■ **The data**:
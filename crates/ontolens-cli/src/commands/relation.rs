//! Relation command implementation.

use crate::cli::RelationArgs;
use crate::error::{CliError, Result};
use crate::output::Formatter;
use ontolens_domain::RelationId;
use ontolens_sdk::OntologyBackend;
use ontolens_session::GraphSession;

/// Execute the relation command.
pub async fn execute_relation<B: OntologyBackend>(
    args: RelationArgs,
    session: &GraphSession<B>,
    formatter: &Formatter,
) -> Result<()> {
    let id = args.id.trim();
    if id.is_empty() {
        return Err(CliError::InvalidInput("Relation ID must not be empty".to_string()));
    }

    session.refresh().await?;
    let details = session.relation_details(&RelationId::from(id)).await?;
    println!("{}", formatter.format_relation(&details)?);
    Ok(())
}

--

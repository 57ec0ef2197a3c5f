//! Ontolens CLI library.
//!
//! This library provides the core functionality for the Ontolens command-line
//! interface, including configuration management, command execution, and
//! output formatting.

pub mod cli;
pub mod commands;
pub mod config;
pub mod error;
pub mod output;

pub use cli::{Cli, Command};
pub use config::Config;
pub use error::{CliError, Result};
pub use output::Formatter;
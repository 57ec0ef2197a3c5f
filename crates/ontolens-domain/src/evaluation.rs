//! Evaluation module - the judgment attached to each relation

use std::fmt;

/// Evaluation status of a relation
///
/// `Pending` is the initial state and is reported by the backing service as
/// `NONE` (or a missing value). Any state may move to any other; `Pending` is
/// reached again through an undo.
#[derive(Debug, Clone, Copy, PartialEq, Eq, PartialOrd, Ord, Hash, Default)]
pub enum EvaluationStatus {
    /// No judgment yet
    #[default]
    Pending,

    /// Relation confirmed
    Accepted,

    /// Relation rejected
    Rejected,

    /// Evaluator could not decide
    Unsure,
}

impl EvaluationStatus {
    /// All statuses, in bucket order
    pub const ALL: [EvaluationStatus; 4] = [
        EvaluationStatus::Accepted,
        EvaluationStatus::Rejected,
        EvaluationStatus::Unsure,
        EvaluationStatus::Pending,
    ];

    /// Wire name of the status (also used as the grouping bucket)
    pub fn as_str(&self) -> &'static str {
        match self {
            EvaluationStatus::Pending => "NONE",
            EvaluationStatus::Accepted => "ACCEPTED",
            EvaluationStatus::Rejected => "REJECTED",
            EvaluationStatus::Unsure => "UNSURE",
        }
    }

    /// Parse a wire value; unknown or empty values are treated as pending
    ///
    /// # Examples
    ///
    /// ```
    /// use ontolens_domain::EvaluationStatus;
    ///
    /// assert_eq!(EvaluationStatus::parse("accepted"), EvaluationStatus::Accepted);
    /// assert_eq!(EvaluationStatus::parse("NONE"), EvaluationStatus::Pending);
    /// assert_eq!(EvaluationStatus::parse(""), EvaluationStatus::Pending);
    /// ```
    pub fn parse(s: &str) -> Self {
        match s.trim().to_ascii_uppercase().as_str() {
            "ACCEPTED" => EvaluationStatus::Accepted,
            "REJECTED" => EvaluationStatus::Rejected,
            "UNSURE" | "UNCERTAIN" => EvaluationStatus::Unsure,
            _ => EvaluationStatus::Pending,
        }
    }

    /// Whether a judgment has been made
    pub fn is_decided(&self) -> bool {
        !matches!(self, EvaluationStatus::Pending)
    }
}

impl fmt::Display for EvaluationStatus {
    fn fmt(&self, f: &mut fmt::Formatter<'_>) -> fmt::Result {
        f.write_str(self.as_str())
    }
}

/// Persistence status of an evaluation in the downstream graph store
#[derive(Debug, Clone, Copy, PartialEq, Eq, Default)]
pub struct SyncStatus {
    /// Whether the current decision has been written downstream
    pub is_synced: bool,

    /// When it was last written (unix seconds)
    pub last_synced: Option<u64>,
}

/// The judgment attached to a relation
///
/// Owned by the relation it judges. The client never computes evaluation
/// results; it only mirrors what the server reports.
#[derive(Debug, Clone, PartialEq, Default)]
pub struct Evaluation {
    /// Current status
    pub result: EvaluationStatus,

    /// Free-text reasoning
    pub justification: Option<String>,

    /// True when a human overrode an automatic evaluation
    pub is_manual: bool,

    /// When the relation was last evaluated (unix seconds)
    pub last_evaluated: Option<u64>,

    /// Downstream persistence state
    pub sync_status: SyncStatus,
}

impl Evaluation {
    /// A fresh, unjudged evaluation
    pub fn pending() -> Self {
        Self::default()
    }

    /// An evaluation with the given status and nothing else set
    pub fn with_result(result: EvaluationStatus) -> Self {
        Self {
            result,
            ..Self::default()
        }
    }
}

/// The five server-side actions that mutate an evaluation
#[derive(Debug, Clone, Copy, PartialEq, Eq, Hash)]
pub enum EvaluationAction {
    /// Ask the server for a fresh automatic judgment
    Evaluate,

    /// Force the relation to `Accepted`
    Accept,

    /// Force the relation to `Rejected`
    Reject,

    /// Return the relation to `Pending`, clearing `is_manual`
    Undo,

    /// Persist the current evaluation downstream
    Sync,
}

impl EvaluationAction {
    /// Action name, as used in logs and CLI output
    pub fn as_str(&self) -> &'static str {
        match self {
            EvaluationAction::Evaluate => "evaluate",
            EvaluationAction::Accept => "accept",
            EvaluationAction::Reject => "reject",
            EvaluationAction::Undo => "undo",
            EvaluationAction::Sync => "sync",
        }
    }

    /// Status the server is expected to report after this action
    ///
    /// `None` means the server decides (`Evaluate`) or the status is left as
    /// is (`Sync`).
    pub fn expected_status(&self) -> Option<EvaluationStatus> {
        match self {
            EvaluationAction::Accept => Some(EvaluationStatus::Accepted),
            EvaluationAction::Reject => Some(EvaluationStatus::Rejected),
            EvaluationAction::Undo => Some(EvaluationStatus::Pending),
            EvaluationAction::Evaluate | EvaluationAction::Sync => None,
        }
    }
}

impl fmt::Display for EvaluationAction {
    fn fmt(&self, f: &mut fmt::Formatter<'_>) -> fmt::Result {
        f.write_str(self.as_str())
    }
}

* * *

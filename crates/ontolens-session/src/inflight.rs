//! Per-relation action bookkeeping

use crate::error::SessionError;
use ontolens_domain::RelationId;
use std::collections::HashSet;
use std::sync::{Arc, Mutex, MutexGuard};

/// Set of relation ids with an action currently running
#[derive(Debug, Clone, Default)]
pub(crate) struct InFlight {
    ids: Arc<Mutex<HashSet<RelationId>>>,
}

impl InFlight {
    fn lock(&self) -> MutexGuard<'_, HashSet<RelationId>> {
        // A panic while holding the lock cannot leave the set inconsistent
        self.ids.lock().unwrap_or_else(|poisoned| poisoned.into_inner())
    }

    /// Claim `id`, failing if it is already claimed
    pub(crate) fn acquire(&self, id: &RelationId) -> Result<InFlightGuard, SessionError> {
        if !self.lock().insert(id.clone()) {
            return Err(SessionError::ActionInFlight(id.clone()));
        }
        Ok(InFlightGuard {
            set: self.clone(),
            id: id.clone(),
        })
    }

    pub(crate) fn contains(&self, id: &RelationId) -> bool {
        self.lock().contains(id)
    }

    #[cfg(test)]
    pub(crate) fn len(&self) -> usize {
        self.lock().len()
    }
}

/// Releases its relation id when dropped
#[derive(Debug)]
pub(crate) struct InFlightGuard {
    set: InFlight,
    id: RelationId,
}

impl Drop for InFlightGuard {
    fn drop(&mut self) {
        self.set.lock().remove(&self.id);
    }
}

■ **Assigned task**: Retype, exactly and in full, the lines above from the one containing "pub mod config;" through the one containing "filename crates/ontolens-domain/src/evaluation.rs".

■ **Task answer**:
pub mod config;
pub mod error;
pub mod output;

pub use cli::{Cli, Command};
pub use config::Config;
pub use error::{CliError, Result};
pub use output::Formatter;
repository 57ec0ef2197a3c5f
filename crates/ontolens-domain/src/evaluation.rs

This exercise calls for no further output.